Entretien réalisé par Robert Ménard.
BV. Les chiffres les plus divers circulent sur le nombre d’étrangers et d’enfants d’immigrés installés en France. Que peut-on affirmer avec certitude ?
MT. La collecte des informations nécessaires à l’estimation de ces nombres n’est pas systématique. Nous ne disposons que de trois estimations pour la France métropolitaine : 8,9 millions en 1986 ; 9,8 millions en 1999 ; 11,7 millions en 2008 (5,2 millions d’immigrés, 6,5 millions d’enfants d’au moins un parent immigré), soit 19 % de la population, comme en Allemagne.[...] Nous sommes entrés, depuis, dans une nouvelle vague migratoire, dans laquelle les flux familiaux tiennent une place importante.
Des chiffres qui recoupent des situations très différentes d’un département à un autre. Ce n’est pas la même chose en Corrèze et en Seine-Saint-Denis…
En effet, l’immigration étrangère touche désormais d’abord les grandes unités urbaines, l’Ile-de-France en premier, et tout particulièrement la Seine-Saint-Denis. La proportion de jeunes d’origine étrangère était ainsi de 57 % en Seine-Saint-Denis, contre 11 % seulement en Corrèze en 2005, dernière date disponible. En Ile-de-France, cette proportion dépassait même 70 % dans sept communes. Mais on observe aussi une certaine diffusion, notamment dans un grand quart Ouest avec par exemple 33 % à Blois, 22 % à Rouen et 20 % à Rennes.
Selon certaines études — et contrairement à ce que certains prétendaient — la deuxième ou la troisième génération ne s’intègreraient pas mieux que leurs parents. Est-ce exact ?
Je ne connais aucune étude sérieuse sur ce que vous appelez la troisième génération. Tout dépend de ce que vous entendez par intégration. Si vous avez en tête l’éducation, les enfants d’immigrés font mieux que leurs parents.
Parmi les jeunes d’origine algérienne, marocaine ou portugaise nés en 1981-1986 et présents en 2008, encore plus de 70 % des pères n’avaient aucun diplôme (ou l’équivalent du certificat d’études primaires) ; 82 % des pères des enfants d’origine turque. Ces résultats sont, heureusement, hors de portée de l’école en France… Si vous avez en tête les aspects culturels et les modes de vie, c’est différent.
Nous avons la population musulmane, en nombres absolus et relatifs, la plus importante de l’UE27 (4,3 millions en 2008), Bulgarie exceptée. Ces musulmans ne sont guère séduits par la sécularisation et y opposent une résistance croissante. Pour l’islam, c’est une question de survie : d’où un resserrement de la transmission, de l’observance en matière de licéité et une stricte endogamie.

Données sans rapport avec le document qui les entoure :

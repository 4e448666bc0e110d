//! Background sweeping of expired sessions.

use crate::store::SessionStore;
use std::sync::Arc;
use std::time::Duration;
use tokio::sync::oneshot;
use tokio::task::JoinHandle;
use tokio::time::MissedTickBehavior;
use tracing::{debug, info, warn};

/// Periodically calls [`SessionStore::cleanup_expired`] until stopped.
///
/// ```ignore
/// let sweeper = SessionSweeper::spawn(store.clone(), config.cleanup_interval);
/// app.serve(listener, shutdown).await?;
/// sweeper.stop().await;
/// ```
pub struct SessionSweeper {
    stop: oneshot::Sender<()>,
    task: JoinHandle<()>,
}

impl SessionSweeper {
    /// Start sweeping `store` every `every`. A zero interval is raised to one
    /// second.
    pub fn spawn<S: SessionStore + 'static>(store: Arc<S>, every: Duration) -> Self {
        let every = if every.is_zero() {
            Duration::from_secs(1)
        } else {
            every
        };
        let (stop, mut stopped) = oneshot::channel();

        let task = tokio::spawn(async move {
            let mut ticker = tokio::time::interval(every);
            ticker.set_missed_tick_behavior(MissedTickBehavior::Skip);
            // The first tick completes immediately.
            ticker.tick().await;

            loop {
                tokio::select! {
                    _ = &mut stopped => break,
                    _ = ticker.tick() => match store.cleanup_expired().await {
                        Ok(0) => {}
                        Ok(removed) => debug!(removed, "Swept expired sessions"),
                        Err(err) => warn!(error = %err, "Session sweep failed"),
                    },
                }
            }

            info!("Session sweeper stopped");
        });

        Self { stop, task }
    }

    /// Stop sweeping and wait for the task to finish.
    pub async fn stop(self) {
        let _ = self.stop.send(());
        if let Err(err) = self.task.await {
            warn!(error = %err, "Session sweeper task failed");
        }
    }
}
//! HTTP response wrapper.

use crate::{HttpClientError, Result};
use bytes::Bytes;
use http::{HeaderMap, HeaderName, HeaderValue, StatusCode};
use serde::de::DeserializeOwned;
use tracing::debug;

/// HTTP response wrapper.
#[derive(Debug, Clone)]
pub struct Response {
    status: StatusCode,
    headers: HeaderMap,
    body: Bytes,
    url: Option<url::Url>,
}

impl Response {
    /// Create a response from a reqwest response.
    pub(crate) async fn from_reqwest(response: reqwest::Response) -> Result<Self> {
        let status = response.status();
        let headers = response.headers().clone();
        let url = response.url().clone();
        let body = response.bytes().await?;

        Ok(Self {
            status,
            headers,
            body,
            url: Some(url),
        })
    }

    /// Build a response from raw parts, for transports that do not go over
    /// the network. Header pairs with invalid names or values are skipped.
    pub fn from_parts<I, K, V>(status: u16, headers: I, body: impl Into<Bytes>) -> Result<Self>
    where
        I: IntoIterator<Item = (K, V)>,
        K: AsRef<str>,
        V: AsRef<str>,
    {
        let status = StatusCode::from_u16(status)
            .map_err(|e| HttpClientError::Transport(e.to_string()))?;

        let mut map = HeaderMap::new();
        for (name, value) in headers {
            match (
                HeaderName::try_from(name.as_ref()),
                HeaderValue::try_from(value.as_ref()),
            ) {
                (Ok(name), Ok(value)) => {
                    map.append(name, value);
                }
                _ => debug!(header = name.as_ref(), "Skipping invalid response header"),
            }
        }

        Ok(Self {
            status,
            headers: map,
            body: body.into(),
            url: None,
        })
    }

    pub fn status(&self) -> StatusCode {
        self.status
    }

    /// Check if the response was successful (2xx).
    pub fn is_success(&self) -> bool {
        self.status.is_success()
    }

    pub fn is_client_error(&self) -> bool {
        self.status.is_client_error()
    }

    pub fn is_server_error(&self) -> bool {
        self.status.is_server_error()
    }

    pub fn headers(&self) -> &HeaderMap {
        &self.headers
    }

    /// First value of a header.
    pub fn header(&self, name: impl AsRef<str>) -> Option<&str> {
        self.headers
            .get(name.as_ref())
            .and_then(|v| v.to_str().ok())
    }

    /// Every `Set-Cookie` value, in order.
    pub fn set_cookies(&self) -> impl Iterator<Item = &str> {
        self.headers
            .get_all(http::header::SET_COOKIE)
            .iter()
            .filter_map(|v| v.to_str().ok())
    }

    /// The final URL, for network responses.
    pub fn url(&self) -> Option<&url::Url> {
        self.url.as_ref()
    }

    pub fn bytes(&self) -> &Bytes {
        &self.body
    }

    pub fn text(&self) -> Result<String> {
        String::from_utf8(self.body.to_vec()).map_err(|e| HttpClientError::Json(e.to_string()))
    }

    /// Parse the response body as JSON.
    pub fn json<T: DeserializeOwned>(&self) -> Result<T> {
        serde_json::from_slice(&self.body).map_err(|e| HttpClientError::Json(e.to_string()))
    }

    pub fn content_type(&self) -> Option<&str> {
        self.header("content-type")
    }

    /// Turn 4xx and 5xx responses into [`HttpClientError::Response`].
    pub fn error_for_status(self) -> Result<Self> {
        if self.status.is_client_error() || self.status.is_server_error() {
            let message = self.text().unwrap_or_else(|_| "Unknown error".to_string());
            Err(HttpClientError::Response {
                status: self.status.as_u16(),
                message,
            })
        } else {
            Ok(self)
        }
    }
}

#[cfg(test)]
mod tests {
    use super::*;

    #[test]
    fn test_from_parts_keeps_repeated_cookies() {
        let response = Response::from_parts(
            200,
            [
                ("set-cookie", "a=1; Path=/"),
                ("set-cookie", "b=2; Path=/"),
                ("content-type", "application/json"),
                ("bad name", "x"),
            ],
            r#"{"ok":true}"#,
        )
        .unwrap();

        assert_eq!(response.set_cookies().count(), 2);
        assert_eq!(response.content_type(), Some("application/json"));
        assert!(response.url().is_none());

        let body: serde_json::Value = response.json().unwrap();
        assert_eq!(body["ok"], true);
    }

    #[test]
    fn test_error_for_status() {
        let ok = Response::from_parts(204, Vec::<(&str, &str)>::new(), Bytes::new()).unwrap();
        assert!(ok.error_for_status().is_ok());

        let forbidden =
            Response::from_parts(403, Vec::<(&str, &str)>::new(), "denied").unwrap();
        let err = forbidden.error_for_status().unwrap_err();
        assert_eq!(err.status_code(), Some(403));
    }

    #[test]
    fn test_invalid_status_rejected() {
        assert!(Response::from_parts(1000, Vec::<(&str, &str)>::new(), Bytes::new()).is_err());
    }
}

Et sur le coût de l’immigration, on a pu lire dans le dernier numéro de L’Express des informations très contradictoires… Qu’en sait-on ?
Sur le coût de l’immigration, la France est assez ignorante. Les calculs qui sont faits par Xavier Chojnicki et Lionel Ragot, dont L’Express se fait l’écho, portent sur les immigrés au sens strict, leurs enfants nés en France étant comptés du côté des natifs. Beaucoup d’hypothèses sont nécessaires pour avoir une idée de leur coût et de leur apport aux comptes publics.
Cette relative jeunesse ne tient qu’à un apport migratoire permanent car un immigré vieillit, lui aussi, et coûte beaucoup plus cher qu’un natif sur l’ensemble de sa vie. L’immigration, si tant est qu’elle contribue aux finances publiques positivement, est donc un médicament à vie.
Parleriez-vous, comme le fait Renaud Camus, de « grand remplacement » ?
Non, je ne retiens pas cette expression parce qu’elle semble attribuer aux immigrants un dessein qu’ils n’ont pas. Ils ne viennent pas coloniser la France. Ils viennent en France, sans admiration particulière, avec le désir de vivre mieux et exercer les droits qui leur sont ouverts.
Comme ils ne sont plus invités à s’adapter aux modes de vie, mais encouragés, au contraire, à s’installer avec tous leurs bagages, ils n’ont aucune raison de vouloir s’alléger de leurs traditions. Leurs traditions sont d’ailleurs les seules auxquelles les élites reconnaissent encore une légitimité. Il ne faut pas s’étonner que les gens mettent les pieds sur la table si on les invite à le faire.
Si je devais faire suivre l’épithète « grand » d’un mot, ce serait renoncement.